▸ Data extracted from a collection
//! JSON snapshot of the filtered report registry.
//!
//! One file per run, organized by date:
//! ```text
//! output_dir/
//! └── 2026-08-30/
//!     └── reports.json
//! ```
//!
//! Per company the snapshot lists `{title, url, date}` in newest-first
//! order; `date` renders as `YYYY-MM`, or `"Date inconnue"` for the
//! sentinel. Companies with zero surviving reports keep their (empty)
//! entry so the consumer sees the full tracked set.

use crate::models::ReportCandidate;
use crate::registry::CompanyRegistry;
use chrono::{Local, NaiveDate};
use serde::Serialize;
use std::collections::HashMap;
use std::error::Error;
use tokio::fs;
use tracing::{error, info, instrument};

/// The full result of one discovery run.
#[derive(Debug, Serialize)]
pub struct RunSnapshot {
    pub generated_at: String,
    pub local_date: String,
    pub companies: Vec<CompanySnapshot>,
}

#[derive(Debug, Serialize)]
pub struct CompanySnapshot {
    pub symbol: String,
    pub name: String,
    pub reports: Vec<ReportEntry>,
}

#[derive(Debug, Serialize)]
pub struct ReportEntry {
    pub title: String,
    pub url: String,
    pub date: String,
}

fn render_date(date: NaiveDate) -> String {
    use chrono::Datelike;
    if date.year() > 1900 {
        date.format("%Y-%m").to_string()
    } else {
        "Date inconnue".to_string()
    }
}

/// Assemble the snapshot in registry order.
pub fn build_snapshot(
    registry: &CompanyRegistry,
    selected: &HashMap<String, Vec<ReportCandidate>>,
) -> RunSnapshot {
    let now = Local::now();
    let companies = registry
        .companies()
        .iter()
        .map(|company| CompanySnapshot {
            symbol: company.symbol.clone(),
            name: company.name.clone(),
            reports: selected
                .get(&company.symbol)
                .map(|candidates| {
                    candidates
                        .iter()
                        .map(|c| ReportEntry {
                            title: c.title.clone(),
                            url: c.url.clone(),
                            date: render_date(c.inferred_date),
                        })
                        .collect()
                })
                .unwrap_or_default(),
        })
        .collect();

    RunSnapshot {
        generated_at: now.to_rfc3339(),
        local_date: now.date_naive().to_string(),
        companies,
    }
}

/// Write a [`RunSnapshot`] under `{output_dir}/{date}/reports.json`.
#[instrument(level = "info", skip_all, fields(output_dir = %output_dir))]
pub async fn write_snapshot(
    snapshot: &RunSnapshot,
    output_dir: &str,
) -> Result<(), Box<dyn Error>> {
    let json = serde_json::to_string_pretty(snapshot)?;

    let full_dir = format!("{}/{}", output_dir.trim_end_matches('/'), snapshot.local_date);
    if let Err(e) = fs::create_dir_all(&full_dir).await {
        error!(%full_dir, error = %e, "Failed to create snapshot dir");
        return Err(e.into());
    }

    let path = format!("{full_dir}/reports.json");
    fs::write(&path, json).await?;
    info!(%path, companies = snapshot.companies.len(), "Wrote report snapshot");
    Ok(())
}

▸ Work required
In full and without error, restate the data.

▸ Problem solution
//! JSON snapshot of the filtered report registry.
//!
//! One file per run, organized by date:
//! ```text
//! output_dir/
//! └── 2026-08-30/
//!     └── reports.json
//! ```
//!
//! Per company the snapshot lists `{title, url, date}` in newest-first
//! order; `date` renders as `YYYY-MM`, or `"Date inconnue"` for the
//! sentinel. Companies with zero surviving reports keep their (empty)
//! entry so the consumer sees the full tracked set.

use crate::models::ReportCandidate;
use crate::registry::CompanyRegistry;
use chrono::{Local, NaiveDate};
use serde::Serialize;
use std::collections::HashMap;
use std::error::Error;
use tokio::fs;
use tracing::{error, info, instrument};

/// The full result of one discovery run.
#[derive(Debug, Serialize)]
pub struct RunSnapshot {
    pub generated_at: String,
    pub local_date: String,
    pub companies: Vec<CompanySnapshot>,
}

#[derive(Debug, Serialize)]
pub struct CompanySnapshot {
    pub symbol: String,
    pub name: String,
    pub reports: Vec<ReportEntry>,
}

#[derive(Debug, Serialize)]
pub struct ReportEntry {
    pub title: String,
    pub url: String,
    pub date: String,
}

fn render_date(date: NaiveDate) -> String {
    use chrono::Datelike;
    if date.year() > 1900 {
        date.format("%Y-%m").to_string()
    } else {
        "Date inconnue".to_string()
    }
}

/// Assemble the snapshot in registry order.
pub fn build_snapshot(
    registry: &CompanyRegistry,
    selected: &HashMap<String, Vec<ReportCandidate>>,
) -> RunSnapshot {
    let now = Local::now();
    let companies = registry
        .companies()
        .iter()
        .map(|company| CompanySnapshot {
            symbol: company.symbol.clone(),
            name: company.name.clone(),
            reports: selected
                .get(&company.symbol)
                .map(|candidates| {
                    candidates
                        .iter()
                        .map(|c| ReportEntry {
                            title: c.title.clone(),
                            url: c.url.clone(),
                            date: render_date(c.inferred_date),
                        })
                        .collect()
                })
                .unwrap_or_default(),
        })
        .collect();

    RunSnapshot {
        generated_at: now.to_rfc3339(),
        local_date: now.date_naive().to_string(),
        companies,
    }
}

/// Write a [`RunSnapshot`] under `{output_dir}/{date}/reports.json`.
#[instrument(level = "info", skip_all, fields(output_dir = %output_dir))]
pub async fn write_snapshot(
    snapshot: &RunSnapshot,
    output_dir: &str,
) -> Result<(), Box<dyn Error>> {
    let json = serde_json::to_string_pretty(snapshot)?;

    let full_dir = format!("{}/{}", output_dir.trim_end_matches('/'), snapshot.local_date);
    if let Err(e) = fs::create_dir_all(&full_dir).await {
        error!(%full_dir, error = %e, "Failed to create snapshot dir");
        return Err(e.into());
    }

    let path = format!("{full_dir}/reports.json");
    fs::write(&path, json).await?;
    info!(%path, companies = snapshot.companies.len(), "Wrote report snapshot");
    Ok(())
}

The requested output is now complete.